Simulation of alveolar trill consonants using self-oscillating models of the tongue tip


Alveolar trills, or "rolled-R", are characterized by a periodic modulation of the amplitude of the acoustic signal, as shown in Fig. 1. This amplitude modulation is due to the oscillation of the tongue tip in the alveolar region. In natural speech, the alveolar trills exhibit 2 or 3 periods [1], a bit more in the case of geminates. The frequency of the tongue tip oscillation is between 25 and 30 Hz [1]. They are commonly presented as hard-to-produce sounds [2], as they require very specific conditions at the vicinity of the tongue tip to initiate the self-oscillations. My work aims at proposing a mechanical model intended to be used in the context of articulatory synthesis, in order to investigate these specific conditions. For that purpose, I propose to model the tongue tip with a lumped two-mass system, similar to those classically used for the vocal folds (e.g. [3-4]), and to connect it into the Extended Single-Matrix Formulation of the vocal tract (ESMF) [5] that has been recently developed. It considers realistic time-varying geometries of the vocal tract, including the side cavities and the incomplete closure of the glottis.


Fig. 1 - Acoustic waveform of an alveolar trill between two vowels /a/, uttered by a native Spanish female speaker.

Acoustic modeling

Two mass model of the tongue tip

The model is presented in Fig. 2. The position of the upstream and downstream masses are computed at each time step by solving a matrix differential equation. The airflow in the oral channel is considered as incompressible, and the viscous effects are taken into account thanks to a Poiseuille corrective term.

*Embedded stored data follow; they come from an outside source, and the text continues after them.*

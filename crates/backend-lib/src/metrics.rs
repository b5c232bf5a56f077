// ==============
// crates/backend-lib/src/metrics.rs

//! Central place for metric keys
pub const WS_CONNECTION: &str = "ws.connection";
pub const WS_ACTIVE: &str = "ws.active";
pub const WS_REJECTED_FRAME: &str = "ws.rejected_frame";
pub const RELAY_DELIVERED: &str = "relay.delivered";
pub const RELAY_DROPPED: &str = "relay.dropped";
pub const RELAY_ROSTER_SIZE: &str = "relay.roster_size";
pub const ALERT_RECEIVED: &str = "alert.received";
pub const ALERT_MAIL_FAILED: &str = "alert.mail_failed";
pub const IMAGES_SWEPT: &str = "images.swept";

Fig. 2 - A classical $2 \times 2$ mass model with smooth contours adapted to the tongue tip.

Incomplete closure of the vocal tract during tongue-palate contacts

Experimental data of natural alveolar trill realizations suggest that the air flow is not completely stopped during the closing phase of the tongue oscillation: the acoustic waveform is not null (see Fig. 1), as is the air flow measured at the mouth [1]. If linguopalatal occurs during the closing phase, it means that it does not lead to a complete occlusion of the vocal tract, and that the airflow probably goes through the edge of the tongue tip. I propose to model this lateralization of the airflow by adding a parallel acoustic branch connected both at the upstream and downstream parts of the tongue (see Fig. 3).

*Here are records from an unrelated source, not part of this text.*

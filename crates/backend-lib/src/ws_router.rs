// ============================
// crates/backend-lib/src/ws_router.rs
// ============================
//! HTTP router and WebSocket connection handling.
use std::sync::Arc;

use axum::{
    extract::{
        ws::{Message, WebSocket, WebSocketUpgrade},
        State,
    },
    http::{HeaderValue, Method},
    middleware::from_fn_with_state,
    response::IntoResponse,
    routing::{delete, get, post},
    Router,
};
use futures_util::{SinkExt, StreamExt};
use metrics::{counter, gauge};
use tokio::sync::mpsc;
use tower_http::cors::{Any, CorsLayer};
use tower_http::trace::TraceLayer;
use tracing::{debug, warn};
use uuid::Uuid;

use crate::handlers::{self, alert, images};
use crate::metrics::{WS_ACTIVE, WS_CONNECTION};
use crate::middleware::rate_limit;
use crate::registry::Frame;
use crate::websocket::RelayHandler;
use crate::AppState;

/// Build the full application router
pub fn create_router(state: Arc<AppState>) -> Router {
    let alert_routes = Router::new()
        .route("/api/alert", post(alert::send_alert))
        .route_layer(from_fn_with_state(state.clone(), rate_limit));

    Router::new()
        .route("/", get(handlers::index))
        .route("/ws", get(ws_handler))
        .route("/api/images", get(images::list_images))
        .route("/api/images/{id}", delete(images::delete_image))
        .merge(alert_routes)
        .layer(cors_layer(state.settings.frontend_origin.as_deref()))
        .layer(TraceLayer::new_for_http())
        .with_state(state)
}

fn cors_layer(origin: Option<&str>) -> CorsLayer {
    let layer = CorsLayer::new().allow_methods([Method::GET, Method::POST, Method::PUT, Method::DELETE]);

    match origin.map(HeaderValue::from_str) {
        Some(Ok(origin)) => layer
            .allow_origin(origin)
            .allow_headers([axum::http::header::CONTENT_TYPE])
            .allow_credentials(true),
        Some(Err(e)) => {
            warn!("ignoring unusable frontend origin: {e}");
            layer.allow_origin(Any).allow_headers(Any)
        },
        None => layer.allow_origin(Any).allow_headers(Any),
    }
}

/// Handler for WebSocket connections
pub async fn ws_handler(ws: WebSocketUpgrade, State(state): State<Arc<AppState>>) -> impl IntoResponse {
    ws.on_upgrade(move |socket| handle_connection(socket, state))
}

async fn handle_connection(socket: WebSocket, state: Arc<AppState>) {
    counter!(WS_CONNECTION).increment(1);
    gauge!(WS_ACTIVE).increment(1.0);

    let (mut sink, mut stream) = socket.split();
    let (outbound, mut queue) = mpsc::channel::<Frame>(state.settings.relay.outbound_queue);

    let handler = RelayHandler::new(state, Uuid::new_v4());
    handler.on_connect(outbound);
    debug!(conn = %handler.conn_id(), "websocket opened");

    // Forward queued frames to the socket
    let send_task = tokio::spawn(async move {
        while let Some(frame) = queue.recv().await {
            if sink.send(Message::Text(frame.to_string().into())).await.is_err() {
                break;
            }
        }
    });

    while let Some(message) = stream.next().await {
        match message {
            Ok(Message::Text(text)) => handler.on_text(text.as_str()),
            Ok(Message::Close(_)) => break,
            Ok(_) => {},
            Err(e) => {
                debug!(conn = %handler.conn_id(), "websocket read failed: {e}");
                break;
            },
        }
    }

    handler.on_disconnect();
    send_task.abort();

    gauge!(WS_ACTIVE).decrement(1.0);
    debug!(conn = %handler.conn_id(), "websocket closed");
}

Fig. 3 - Modeling of the airflow laterlization

Some results

Static configuration

Fig. 4 shows an example of simulation of an alveolar trill in a static configuration. The area function is taken as the averaged area functions extracted from a cineMRI [6] acquisition of alveolar trills uttered by a 35 years-old male speaker. Npte that, thanks to the lateralization, there is still airflow $U_m$ at the mouth and acoustic pressure $P_{Out}$ during the closed phase of the lingual constriction height $h_t$.

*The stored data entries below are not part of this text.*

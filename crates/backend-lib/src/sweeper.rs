// ============================
// crates/backend-lib/src/sweeper.rs
// ============================
//! Periodic deletion of expired images.
use std::sync::Arc;

use chrono::{DateTime, Duration as ChronoDuration, Utc};
use metrics::counter;
use tokio::task::JoinHandle;
use tokio::time::{interval, Duration};
use tracing::{debug, info, warn};

use crate::config::SweeperSettings;
use crate::error::AppError;
use crate::metrics::IMAGES_SWEPT;
use crate::storage::ImageStore;

// tokio intervals panic when `now + period` overflows an Instant
const MAX_INTERVAL_SECS: u64 = 365 * 24 * 60 * 60;

fn max_age(secs: u64) -> ChronoDuration {
    i64::try_from(secs)
        .ok()
        .and_then(ChronoDuration::try_seconds)
        .unwrap_or(ChronoDuration::MAX)
}

/// Delete every image created more than `max_age` before `now`.
///
/// A failed delete is logged and skipped; returns how many were removed.
pub async fn sweep_expired(
    store: &dyn ImageStore,
    max_age: ChronoDuration,
    now: DateTime<Utc>,
) -> Result<usize, AppError> {
    // an age reaching before the representable range expires nothing
    let Some(cutoff) = now.checked_sub_signed(max_age) else {
        return Ok(0);
    };
    let mut removed = 0;

    for image in store.list_images().await? {
        if image.created_at >= cutoff {
            continue;
        }
        match store.delete_image(&image.id).await {
            Ok(true) => removed += 1,
            Ok(false) => debug!(id = %image.id, "image vanished before sweep"),
            Err(e) => warn!(id = %image.id, "failed to delete expired image: {e}"),
        }
    }

    if removed > 0 {
        counter!(IMAGES_SWEPT).increment(removed as u64);
    }
    Ok(removed)
}

/// Run [`sweep_expired`] forever on the configured interval.
pub fn spawn_sweeper(store: Arc<dyn ImageStore>, settings: &SweeperSettings) -> JoinHandle<()> {
    let period = Duration::from_secs(settings.interval_secs.min(MAX_INTERVAL_SECS));
    let max_age = max_age(settings.max_age_secs);

    tokio::spawn(async move {
        let mut ticker = interval(period);
        loop {
            ticker.tick().await;
            match sweep_expired(store.as_ref(), max_age, Utc::now()).await {
                Ok(0) => debug!("image sweep found nothing to delete"),
                Ok(n) => info!(removed = n, "image sweep finished"),
                Err(e) => warn!("image sweep failed: {e}"),
            }
        }
    })
}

Fig. 4 -Area function (Top), and some waveforms obtained from the simulation. $P_{Out}$ is the acoustic waveform radiated at the lips, $h_t$ is the height of the lingual constriction at the upstream (solid line) and the downstream (dashed line) sections. $U_m$ is the volme velocity of the airflow at the mouth, and $h_g$ is the glottal opening at the upstream (solid line) and downstream (dashed line) parts of the vocal folds.

Running speech synthesis

Below is an example of running speech synthesis of an alveolar trill in an intervocalic context. It is the pseudoword /ara/. Fig. 5 shows the spectrograms and audio signals of the original utterance, produced by a 35 years-old male speaker, and the copy of the utterance.
Fig. 5 - Wide-band spectrogram of the pseudoword /ara/ containing an alveolar trill. Top is the original utterance, and bottom is the simulated utterance. The $y$-axis represents the frequency in kHz.

Audio files :

Original Copy Both

You can find additional information in my papers

[J1] Elie B., and Laprie Y. "Simulating alveolar trills using a two-mass model of the tongue tip". J. Acoust. Soc. Am. 142(5), pp. 3245-3256 (2017). [.pdf]
[P1] Elie B., and Laprie Y. "Self-oscillating models of the tongue tip for simulating alveolar trills". 24th Intern. Congress on Vibration and Sounds Acoustics (ICSV), London 2017. [.pdf]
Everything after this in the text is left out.